Sokakta

3 Haziran 2008 tarihinde tarafından eklendi.

Eser Hakkında:

Eser, 1975 yılında Peyami Safa Roman Yarışması’nda Başarı Ödülü almıştır. Konusunu son yüz elli yılın toplumsal yaşamından almıştır. Bir sokak çerçevesinde insanlardaki de­ğişim ve aldatılmış insanlığın dramı ele alınmıştır. Bahaettin ÖzkişiSokakta romanında, manevi değerleri hiçe sayan materyalizmin ülkeyi istilası an­latılmaktadır. Cin ve şeytanlar gibi fantastik öğelerin bulun­duğu romanda millî değerler ve inançların yok oluşu mühim bir yer tutar.

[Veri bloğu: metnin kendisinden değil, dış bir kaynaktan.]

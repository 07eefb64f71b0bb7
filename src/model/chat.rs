use chrono::{DateTime, Utc};
use serde::{Deserialize, Serialize};

/// Someone the signed in user can chat with
#[derive(Clone, Debug, PartialEq, Eq, Serialize, Deserialize)]
pub struct ChatPartner {
    pub id: String,
    pub name: String,
    #[serde(default)]
    pub details: Option<String>,
}

/// A message as delivered by the message store
#[derive(Clone, Debug, PartialEq, Eq, Serialize, Deserialize)]
#[serde(rename_all = "camelCase")]
pub struct ChatMessage {
    pub id: String,
    pub text: String,
    pub sender_id: String,
    pub sender_name: String,
    pub sent_at: DateTime<Utc>,
    /// Tie-breaker for messages stamped within the same instant
    pub sequence: u64,
}

impl ChatMessage {
    /// Key messages of a thread are ordered by
    pub fn order_key(&self) -> (DateTime<Utc>, u64) {
        (self.sent_at, self.sequence)
    }
}

/// A message written by the user, before the store stamps it
#[derive(Clone, Debug, PartialEq, Eq)]
pub struct OutgoingMessage {
    pub text: String,
    pub sender_id: String,
    pub sender_name: String,
}

/// Summary record of a conversation between two participants
#[derive(Clone, Debug, PartialEq, Eq, Serialize, Deserialize)]
#[serde(rename_all = "camelCase")]
pub struct ChatThread {
    pub id: String,
    pub participants: Vec<String>,
    pub last_message: Option<String>,
    pub last_updated: Option<DateTime<Utc>>,
}
use dioxus::document::Title;
use dioxus::prelude::*;

use crate::{
    client::components::{ChatPanel, Page},
    model::chat::ChatPartner,
};

fn guide_contacts() -> Vec<ChatPartner> {
    [("guide_1", "Nimal Perera"), ("guide_2", "Saman Dissanayake")]
        .into_iter()
        .map(|(id, name)| ChatPartner {
            id: id.to_string(),
            name: name.to_string(),
            details: None,
        })
        .collect()
}

#[component]
pub fn TouristChat() -> Element {
    rsx!(
        Title { "Chat | The Pearl" }
        Page {
            ChatPanel { contacts: guide_contacts(), contact_list_title: "Tour Guide Chat" }
        }
    )
}
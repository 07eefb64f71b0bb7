//! Paginated admin listings.
//!
//! Every admin list page is an [`EntityListing`] configured by a [`ListingSchema`]
//! describing its title, columns and page size. Pages that create or edit entities pair
//! it with an [`editor::Editor`].

pub mod editor;
pub mod pagination;
pub mod schema;

use dioxus_logger::tracing;

use crate::error::api::ApiError;

pub use pagination::Paginator;
pub use schema::{Column, ListingSchema};

/// Items per page shown by the admin listings
pub const DEFAULT_PAGE_SIZE: usize = 8;

#[derive(Clone, Debug, Default, PartialEq)]
pub enum ListingState<T> {
    #[default]
    Loading,
    Loaded(Vec<T>),
    Failed(String),
}

/// A rendered row: the entity key and one cell per column
#[derive(Clone, Debug, PartialEq, Eq)]
pub struct ListingRow {
    pub key: i64,
    pub cells: Vec<String>,
}

#[derive(Clone, Debug)]
pub struct EntityListing<T> {
    schema: ListingSchema<T>,
    state: ListingState<T>,
    page: usize,
}

impl<T: Clone> EntityListing<T> {
    pub fn new(schema: ListingSchema<T>) -> Self {
        Self {
            schema,
            state: ListingState::Loading,
            page: 1,
        }
    }

    pub fn schema(&self) -> &ListingSchema<T> {
        &self.schema
    }

    pub fn state(&self) -> &ListingState<T> {
        &self.state
    }

    /// Record the outcome of fetching the entities, returning to the first page
    pub fn apply(&mut self, result: Result<Vec<T>, ApiError>) {
        self.state = match result {
            Ok(items) => {
                tracing::debug!(listing = self.schema.title, items = items.len(), "Loaded listing");

                ListingState::Loaded(items)
            }
            Err(e) => ListingState::Failed(e.to_string()),
        };
        self.page = 1;
    }

    pub fn items(&self) -> &[T] {
        match &self.state {
            ListingState::Loaded(items) => items,
            _ => &[],
        }
    }

    pub fn paginator(&self) -> Paginator {
        Paginator::new(self.page, self.schema.page_size, self.items().len())
    }

    pub fn page(&self) -> usize {
        self.paginator().page()
    }

    pub fn page_count(&self) -> usize {
        self.paginator().page_count()
    }

    /// Move to `page`, clamped to the available pages
    pub fn set_page(&mut self, page: usize) {
        self.page = self.paginator().with_page(page).page();
    }

    pub fn next_page(&mut self) {
        self.set_page(self.page() + 1);
    }

    pub fn previous_page(&mut self) {
        self.set_page(self.page().saturating_sub(1));
    }

    pub fn headers(&self) -> Vec<&'static str> {
        self.schema.columns.iter().map(|c| c.header).collect()
    }

    /// Rows of the current page rendered through the schema's columns
    pub fn rows(&self) -> Vec<ListingRow> {
        let range = self.paginator().range();

        self.items()[range]
            .iter()
            .map(|item| self.schema.render(item))
            .collect()
    }

    /// Loaded entity whose key is `key`
    pub fn find(&self, key: i64) -> Option<&T> {
        let key_of = self.schema.key;

        self.items().iter().find(|item| key_of(item) == key)
    }

    /// Drop an entity after it was deleted remotely, staying on a valid page
    pub fn remove(&mut self, key: i64) {
        if let ListingState::Loaded(items) = &mut self.state {
            let key_of = self.schema.key;
            items.retain(|item| key_of(item) != key);
        }

        self.set_page(self.page);
    }
}
use dioxus::prelude::*;

use crate::model::notice::Notice;

/// How long a toast stays on screen
pub const TOAST_DURATION_MS: u32 = 4_000;

/// Notices waiting to be shown as toasts
#[derive(Clone, Debug, Default, PartialEq)]
pub struct NoticeQueue {
    next_id: u64,
    pub items: Vec<(u64, Notice)>,
}

impl NoticeQueue {
    pub fn push(&mut self, notice: Notice) -> u64 {
        let id = self.next_id;
        self.next_id += 1;
        self.items.push((id, notice));

        id
    }

    pub fn dismiss(&mut self, id: u64) {
        self.items.retain(|(item_id, _)| *item_id != id);
    }
}

impl Extend<Notice> for NoticeQueue {
    fn extend<I: IntoIterator<Item = Notice>>(&mut self, notices: I) {
        for notice in notices {
            self.push(notice);
        }
    }
}

pub fn use_notices() -> Signal<NoticeQueue> {
    use_context::<Signal<NoticeQueue>>()
}

/// Wait out a toast's display time, browsers only
#[cfg(feature = "web")]
pub async fn toast_timeout() {
    gloo::timers::future::TimeoutFuture::new(TOAST_DURATION_MS).await;
}

#[cfg(not(feature = "web"))]
pub async fn toast_timeout() {
    futures::future::pending::<()>().await;
}
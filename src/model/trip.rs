use std::fmt;

use chrono::{Days, NaiveDate};
use dioxus_logger::tracing;
use serde::{Deserialize, Deserializer, Serialize};

/// Read an optional `YYYY-MM-DD` date, blank or malformed values become `None`
fn lenient_date<'de, D>(deserializer: D) -> Result<Option<NaiveDate>, D::Error>
where
    D: Deserializer<'de>,
{
    let value = Option::<String>::deserialize(deserializer)?;

    Ok(value
        .as_deref()
        .map(str::trim)
        .filter(|value| !value.is_empty())
        .and_then(|value| match NaiveDate::parse_from_str(value, "%Y-%m-%d") {
            Ok(date) => Some(date),
            Err(e) => {
                tracing::debug!(start_date = %value, "Ignoring unreadable trip date: {}", e);

                None
            }
        }))
}

/// Lifecycle status of a trip, unknown values from the API are preserved as-is
#[derive(Clone, Debug, PartialEq, Eq, Serialize, Deserialize)]
#[serde(from = "String", into = "String")]
pub enum TripStatus {
    Pending,
    Accepted,
    Started,
    Completed,
    Rejected,
    Other(String),
}

impl TripStatus {
    /// Whether the trip still blocks the tourist from planning another one
    pub fn is_active(&self) -> bool {
        matches!(self, Self::Pending | Self::Accepted | Self::Started)
    }

    pub fn as_str(&self) -> &str {
        match self {
            Self::Pending => "Pending",
            Self::Accepted => "Accepted",
            Self::Started => "Started",
            Self::Completed => "Completed",
            Self::Rejected => "Rejected",
            Self::Other(status) => status,
        }
    }
}

impl From<String> for TripStatus {
    fn from(value: String) -> Self {
        match value.to_lowercase().as_str() {
            "pending" => Self::Pending,
            "accepted" => Self::Accepted,
            "started" => Self::Started,
            "completed" => Self::Completed,
            "rejected" => Self::Rejected,
            _ => Self::Other(value),
        }
    }
}

impl From<TripStatus> for String {
    fn from(value: TripStatus) -> Self {
        value.as_str().to_string()
    }
}

impl fmt::Display for TripStatus {
    fn fmt(&self, f: &mut fmt::Formatter<'_>) -> fmt::Result {
        f.write_str(self.as_str())
    }
}

#[derive(Clone, Debug, PartialEq, Eq, Serialize, Deserialize)]
#[serde(from = "String", into = "String")]
pub enum PaymentStatus {
    Pending,
    Paid,
    Other(String),
}

impl PaymentStatus {
    pub fn as_str(&self) -> &str {
        match self {
            Self::Pending => "Pending",
            Self::Paid => "Paid",
            Self::Other(status) => status,
        }
    }
}

impl fmt::Display for PaymentStatus {
    fn fmt(&self, f: &mut fmt::Formatter<'_>) -> fmt::Result {
        f.write_str(self.as_str())
    }
}

impl From<String> for PaymentStatus {
    fn from(value: String) -> Self {
        match value.to_lowercase().as_str() {
            "pending" => Self::Pending,
            "paid" => Self::Paid,
            _ => Self::Other(value),
        }
    }
}

impl From<PaymentStatus> for String {
    fn from(value: PaymentStatus) -> Self {
        value.as_str().to_string()
    }
}

/// Payload submitted once the tourist confirms a trip
#[derive(Clone, Debug, PartialEq, Serialize, Deserialize)]
#[serde(rename_all = "camelCase")]
pub struct TripRequestDto {
    pub tourist_id: i64,
    pub tourist_passport_number: String,
    pub tourist_country: String,
    pub tour_guide_id: i64,
    pub destinations: Vec<String>,
    pub number_of_adults: u32,
    pub number_of_children: u32,
    pub start_date: NaiveDate,
    pub number_of_days: u32,
    pub trip_status: TripStatus,
    pub trip_payment: f64,
    pub payment_status: PaymentStatus,
}

#[derive(Clone, Debug, PartialEq, Serialize, Deserialize)]
#[serde(rename_all = "camelCase")]
pub struct TripDto {
    pub id: i64,
    pub tourist_id: i64,
    #[serde(default)]
    pub tourist_name: Option<String>,
    #[serde(default)]
    pub tourist_passport_number: String,
    #[serde(default)]
    pub tourist_country: String,
    pub tour_guide_id: i64,
    #[serde(default)]
    pub destinations: Vec<String>,
    #[serde(default)]
    pub number_of_adults: u32,
    #[serde(default)]
    pub number_of_children: u32,
    #[serde(default, deserialize_with = "lenient_date")]
    pub start_date: Option<NaiveDate>,
    #[serde(default)]
    pub number_of_days: u32,
    pub trip_status: TripStatus,
    #[serde(default)]
    pub trip_payment: f64,
    pub payment_status: PaymentStatus,
}

impl TripDto {
    /// Card heading naming the first destination of the trip
    pub fn headline(&self) -> String {
        match self.destinations.as_slice() {
            [] => "Trip".to_string(),
            [only] => format!("Trip to {}", only),
            [first, ..] => format!("Trip to {} & more", first),
        }
    }

    /// Last day of the trip, `None` when the start date or length is unknown
    pub fn end_date(&self) -> Option<NaiveDate> {
        if self.number_of_days == 0 {
            return None;
        }

        self.start_date?
            .checked_add_days(Days::new(self.number_of_days as u64))
    }

    /// Message shown to the tourist under the trip details
    pub fn status_message(&self) -> &'static str {
        match self.trip_status {
            TripStatus::Pending => "Your trip request is pending approval from a tour guide.",
            _ => "Your trip is active now, please stay connected with your tour guide.",
        }
    }
}

#[derive(Clone, Debug, Serialize)]
#[serde(rename_all = "camelCase")]
pub struct TripStatusUpdateDto {
    pub trip_status: TripStatus,
}

#[derive(Clone, Debug, Serialize)]
#[serde(rename_all = "camelCase")]
pub struct PaymentStatusUpdateDto {
    pub payment_status: PaymentStatus,
}

/// Body of the has-active-trip endpoints, older deployments answer with a bare bool
#[derive(Clone, Debug, Deserialize)]
#[serde(untagged)]
pub enum ActiveTripDto {
    Flag(bool),
    Object { has_active_trip: bool },
}

impl ActiveTripDto {
    pub fn has_active_trip(&self) -> bool {
        match self {
            Self::Flag(flag) => *flag,
            Self::Object { has_active_trip } => *has_active_trip,
        }
    }
}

Sokakta Kahramanları (Kişileri):

Onlar: Kötülüğü simgeleyen ve eserde sokaktan başla­yarak bütün dünyanın aldığı korkunç durumun nedeni ola­rak gösterilen, ateşten yaratılmış cin ve şeytan mahlukatı.
Komiser: Romanda, sözü geçen mahallede yetişmiş, eğitim için bir süre buradan ayrılmış, devleti temsil eden bir ki­şi. Daha sonra ahlaki ve millî değerlere, geçmişindeki bağla­ra inanır.
Çocukluk arkadaşı: Romanda ismi verilmeyen, önce katil olarak görülen bu kişi sokağın değişmeyen yüzünü tem­sil eder. Sokaktan hiç ayrılmamış, değerlerinden asla taviz vermemiş, gerçeği görebilen, inançlı, insani değerleri bozul­mamış, Batı medeniyetinin kötülük getirdiğini düşünen bir ki­şidir. Etrafmdakilerce deli olarak görülür.
Küçük Bey: Sokaktaki konağın beyidir. Mürebbiyelerin elinde büyümüş, inanmayan, dinî değerleri olmayan, mater­yalist biridir. Mahalledeki türbeye ve komiserin çocukluk ar­kadaşına hiç katlanamaz. Onu düşman gibi görür. Romanda şeytan ve cinlerin elindeki maşalardan biri olarak anlatılır.
Katil: Komiserin çocukluk arkadaşının ağabeysidir. Kö­tülüğün simgesi ve şeytanların kölesidir. Kendi annesini şey­tana kurban etme gerekçesiyle öldürür.

Sokakta Özeti:

Şehrin geleneklere en bağlı ve sessiz mahallelerinden bi­rinde yaşlı bir kadın öldürülmüştür. Ölünün yaşlı vücudu yir­mi yerinden yaralanmıştır. Polis tarafından katil olarak gö­rülen, ölen yaşlı kadının küçük oğlu ise katilin “ONLAR” ol­duğunu söylemektedir. Bu sırada olayla ilgilenmesi için bir komiser tayin edilir.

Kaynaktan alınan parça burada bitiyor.